Although there are times when Yunior takes responsibility for the mistakes he makes cheating on women in This is How You Lose Her, Yunior also blames a lot of his actions on his blood. In Miss Lora he prefaces the story by saying “years later you would wonder if it hadn’t been for your brother would you have done it” (Diaz 153). Yunior admits he is heavily influenced by his brother and although he may be more likeable and good natured, he follows his brother’s bad tendencies.
ReplyDeleteWhen he sleeps with Miss Lora he feels guilty, showing that he does have morals and knows he should not be cheating. However, he says, “both your father and your brother were sucios… You had hoped the gene missed you, skipped a generation, but clearly you were kidding yourself” (165). Again he blames his actions on his genes and on his family for being bad role models instead of blaming himself for being too weak to stop or prevent it. Although Yunior does not seem like a bad guy, he lacks maturity and responsibility throughout much of his young life. He acts without thinking and at this age, makes excuses for his bad behavior.

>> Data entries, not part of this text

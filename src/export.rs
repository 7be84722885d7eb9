//! CSV export of search results.
//!
//! Column order and header labels are fixed. The `Type` column carries the
//! human label ("Contract Notice" / "Contract Award"), not the raw tag.

use std::fs::File;
use std::io::{self, Read, Write};
use std::path::Path;

use chrono::NaiveDate;
use serde::{Deserialize, Serialize};
use tracing::info;

use crate::error::{Result, TedError};
use crate::models::SearchResult;

pub const HEADERS: [&str; 9] = [
    "ID",
    "Title",
    "Date",
    "CPV Code",
    "CPV Description",
    "Country Code",
    "Country Name",
    "Type",
    "URI",
];

/// Which part of a search is being exported; used in the file name.
#[derive(Debug, Clone, Copy, PartialEq, Eq)]
pub enum ExportScope {
    Page,
    All,
}

impl ExportScope {
    pub fn as_str(&self) -> &'static str {
        match self {
            ExportScope::Page => "page",
            ExportScope::All => "all",
        }
    }
}

/// `ted_search_{scope}_{YYYY-MM-DD}.csv`
pub fn default_filename(scope: ExportScope, date: NaiveDate) -> String {
    format!("ted_search_{}_{}.csv", scope.as_str(), date.format("%Y-%m-%d"))
}

/// One exported line.
#[derive(Debug, Clone, PartialEq, Eq, Serialize, Deserialize)]
pub struct ExportRow {
    #[serde(rename = "ID")]
    pub id: String,
    #[serde(rename = "Title")]
    pub title: String,
    #[serde(rename = "Date")]
    pub date: String,
    #[serde(rename = "CPV Code")]
    pub cpv_code: String,
    #[serde(rename = "CPV Description")]
    pub cpv_description: String,
    #[serde(rename = "Country Code")]
    pub country: String,
    #[serde(rename = "Country Name")]
    pub country_name: String,
    #[serde(rename = "Type")]
    pub type_label: String,
    #[serde(rename = "URI")]
    pub uri: String,
}

impl From<&SearchResult> for ExportRow {
    fn from(r: &SearchResult) -> Self {
        Self {
            id: r.id.clone(),
            title: r.title.clone(),
            date: r.date.clone(),
            cpv_code: r.cpv_code.clone(),
            cpv_description: r.cpv_description.clone(),
            country: r.country.clone(),
            country_name: r.country_name.clone(),
            type_label: r.notice_type.label().to_string(),
            uri: r.uri.clone(),
        }
    }
}

/// Write the header row followed by one row per result.
///
/// The header is written even when `results` is empty.
pub fn write_csv<W: Write>(results: &[SearchResult], writer: W) -> Result<()> {
    let mut wtr = csv::WriterBuilder::new()
        .has_headers(false)
        .from_writer(writer);
    wtr.write_record(HEADERS)?;
    for result in results {
        wtr.serialize(ExportRow::from(result))?;
    }
    wtr.flush()?;
    Ok(())
}

pub fn to_csv_string(results: &[SearchResult]) -> Result<String> {
    let mut buf: Vec<u8> = Vec::new();
    write_csv(results, &mut buf)?;
    String::from_utf8(buf)
        .map_err(|e| TedError::Io(io::Error::new(io::ErrorKind::InvalidData, e)))
}

/// Write results to `path`, replacing any existing file. Returns the number
/// of data rows written.
pub fn export_to_path(results: &[SearchResult], path: &Path) -> Result<usize> {
    let file = File::create(path)?;
    write_csv(results, file)?;
    info!(rows = results.len(), path = %path.display(), "Exported search results");
    Ok(results.len())
}

/// Parse a previously exported file back into rows.
pub fn read_csv<R: Read>(reader: R) -> Result<Vec<ExportRow>> {
    let mut rdr = csv::ReaderBuilder::new().has_headers(true).from_reader(reader);
    let headers = rdr.headers()?.clone();
    if headers.iter().ne(HEADERS.iter().copied()) {
        return Err(TedError::Validation(format!(
            "unexpected CSV header: {}",
            headers.iter().collect::<Vec<_>>().join(",")
        )));
    }
    let mut rows = Vec::new();
    for record in rdr.deserialize() {
        rows.push(record?);
    }
    Ok(rows)
}
//! Last-request-wins ordering for overlapping searches.
//!
//! Each search started on a [`SearchSession`] takes a ticket. When a search
//! finishes, its response is only kept if no newer ticket was issued in the
//! meantime, so a slow page can never overwrite a fresher one.

use std::sync::atomic::{AtomicU64, Ordering};

#[derive(Debug, Clone, Copy, PartialEq, Eq, PartialOrd, Ord)]
pub struct SearchTicket(u64);

impl SearchTicket {
    pub fn id(&self) -> u64 {
        self.0
    }
}

#[derive(Debug, Default)]
pub struct SearchSession {
    latest: AtomicU64,
}

impl SearchSession {
    pub fn new() -> Self {
        Self::default()
    }

    /// Start a search, superseding every earlier ticket.
    pub fn begin(&self) -> SearchTicket {
        SearchTicket(self.latest.fetch_add(1, Ordering::SeqCst) + 1)
    }

    pub fn is_current(&self, ticket: SearchTicket) -> bool {
        self.latest.load(Ordering::SeqCst) == ticket.0
    }

    /// Keep `value` only if `ticket` is still the newest.
    pub fn settle<T>(&self, ticket: SearchTicket, value: T) -> Option<T> {
        self.is_current(ticket).then_some(value)
    }
}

I agree that Yunior blames his family and heritage too much for his misdeeds, but he eventually does blame himself. He focuses on self-improvement, with yoga, running, and lifting weights to try to forget the girlfriend he was with at the beginning of the chapter. At the end, he even helps his friend learn from his own mistake. When Elvis believes he has a son in the Dominican Republic, Yunior observes that the child looks nothing like him, and takes them to get a paternity test. This experience mirrors Yunior’s own with the law student, except the woman realizes that her other boyfriend was the father. Elvis’ reaction is different than Yunior’s, though. He says, “When I got in that shit in Iraq, I kept thinking, please God let me live just long enough to have a son, please, and then you can kill me dead right after. And look, he gave him to me, Didn’t He?” (207). Yunior only expresses relief for the son not being his, but his friend Elvis who is also a cheating Dominican expresses regret. Yunior doesn’t want a family or wife, but he keeps pushing himself into situations where this is expected of him. He gets engaged, but he cheats on his fiancĂ©e with fifty women. He dates a woman with a child, even though he doesn’t like kids. He describes Noemi’s situation as “Normally, that would be a no-go” (183) when he learns she has a kid, but he still doesn’t back out. I don’t think Yunior’s matured much because he prefers to shoot himself in the foot instead of just own up that he isn’t ready for a committed relationship.